ASSIGNMENT:
All lines holding the word "iter" in the listing below need to be copied.

DATASET EXTRACT:
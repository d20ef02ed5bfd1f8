//! JSON persistence of the tree.
//!
//! A node is an object with `type_info`, `children` and one key per
//! declared attribute. Table attributes carry their tabular array as JSON
//! text. Keys come out sorted because `serde_json::Map` is ordered.

use serde_json::{Map, Value};
use tracing::{info, warn};

use super::{NodeData, NodeId, NodeType, Slot, Tree};
use crate::attr::AttrValue;
use crate::error::{AttrError, ModelResult, TreeError};

const TYPE_INFO: &str = "type_info";
const CHILDREN: &str = "children";

fn malformed(path: &str, reason: impl Into<String>) -> TreeError {
    TreeError::Malformed {
        path: if path.is_empty() { "/".to_string() } else { path.to_string() },
        reason: reason.into(),
    }
}

fn as_object<'a>(value: &'a Value, path: &str) -> Result<&'a Map<String, Value>, TreeError> {
    value
        .as_object()
        .ok_or_else(|| malformed(path, "expected a node object"))
}

fn node_type_of(obj: &Map<String, Value>, path: &str) -> Result<NodeType, TreeError> {
    let tag = obj
        .get(TYPE_INFO)
        .and_then(Value::as_str)
        .ok_or_else(|| malformed(path, "missing type_info"))?;
    NodeType::from_type_info(tag).ok_or_else(|| TreeError::UnknownTypeInfo(tag.to_string()))
}

impl Tree {
    fn slot_value(&self, slot: &Slot) -> Value {
        let mut obj = Map::new();
        obj.insert(TYPE_INFO.into(), slot.data.node_type().type_info().into());
        let children = slot
            .children
            .iter()
            .filter_map(|c| self.slot(*c).ok())
            .map(|s| self.slot_value(s))
            .collect();
        obj.insert(CHILDREN.into(), Value::Array(children));
        for (key, _) in slot.data.attr_types() {
            if let Some(value) = slot.data.attr(key) {
                obj.insert(key.into(), value.to_json());
            }
        }
        Value::Object(obj)
    }

    /// JSON object of `id` and its subtree.
    pub fn serialize_node(&self, id: NodeId) -> ModelResult<Value> {
        Ok(self.slot_value(self.slot(id)?))
    }

    /// JSON object of the whole tree.
    pub fn serialize_tree(&self) -> Value {
        self.slot(self.root)
            .map(|s| self.slot_value(s))
            .unwrap_or(Value::Null)
    }

    /// Serialized tree as text.
    pub fn to_json_string(&self, pretty: bool) -> ModelResult<String> {
        let value = self.serialize_tree();
        let text = if pretty {
            serde_json::to_string_pretty(&value)?
        } else {
            serde_json::to_string(&value)?
        };
        info!(nodes = self.len(), bytes = text.len(), "tree serialized");
        Ok(text)
    }

    /// Build a tree from its JSON object.
    ///
    /// Loading is two-phase per node: own attributes first, then each child
    /// is created from its `type_info`, appended and loaded. A device's
    /// stored rows are applied once its children exist. The first error
    /// aborts the load and the partial tree is dropped.
    pub fn load_tree(value: &Value) -> ModelResult<Self> {
        let result = Self::load_root(value);
        match &result {
            Ok(tree) => info!(nodes = tree.len(), "tree loaded"),
            Err(e) => warn!(error = %e, "tree load rejected"),
        }
        result
    }

    /// Parse and load a tree from JSON text.
    pub fn from_json_str(text: &str) -> ModelResult<Self> {
        let value: Value = serde_json::from_str(text)?;
        Self::load_tree(&value)
    }

    fn load_root(value: &Value) -> ModelResult<Self> {
        let obj = as_object(value, "")?;
        let node_type = node_type_of(obj, "")?;
        if node_type != NodeType::Tool {
            return Err(malformed(
                "",
                format!("root is {node_type}, expected {}", NodeType::Tool),
            )
            .into());
        }
        let mut tree = Self::new();
        let root = tree.root;
        tree.load_node(root, obj, "")?;
        tree.events.clear();
        Ok(tree)
    }

    fn load_node(&mut self, id: NodeId, obj: &Map<String, Value>, path: &str) -> ModelResult<()> {
        let data = self.node(id)?;
        let node_type = data.node_type();
        let declared = data.attr_types();

        for (key, value) in obj {
            if key == TYPE_INFO || key == CHILDREN {
                continue;
            }
            let Some(&(key, ty)) = declared.iter().find(|(k, _)| *k == key.as_str()) else {
                return Err(AttrError::UnknownKey {
                    key: key.clone(),
                    node_type,
                }
                .into());
            };
            let value = AttrValue::from_json(key, ty, value)?;
            self.assign_attr(id, key, value, false)?;
        }

        let children = match obj.get(CHILDREN) {
            None => &[][..],
            Some(Value::Array(items)) => items.as_slice(),
            Some(_) => return Err(malformed(path, "children is not an array").into()),
        };
        for (i, child) in children.iter().enumerate() {
            let child_path = format!("{path}/{CHILDREN}/{i}");
            let child_obj = as_object(child, &child_path)?;
            let child_type = node_type_of(child_obj, &child_path)?;
            let child_id = self.add_child(id, NodeData::new(child_type, child_type.default_name()))?;
            self.load_node(child_id, child_obj, &child_path)?;
        }

        if node_type == NodeType::Device {
            self.apply_pending_rows(id)?;
        }
        Ok(())
    }
}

PROBLEM SOLUTION:
            .iter()
            let Some(&(key, ty)) = declared.iter().find(|(k, _)| *k == key.as_str()) else {
        for (i, child) in children.iter().enumerate() {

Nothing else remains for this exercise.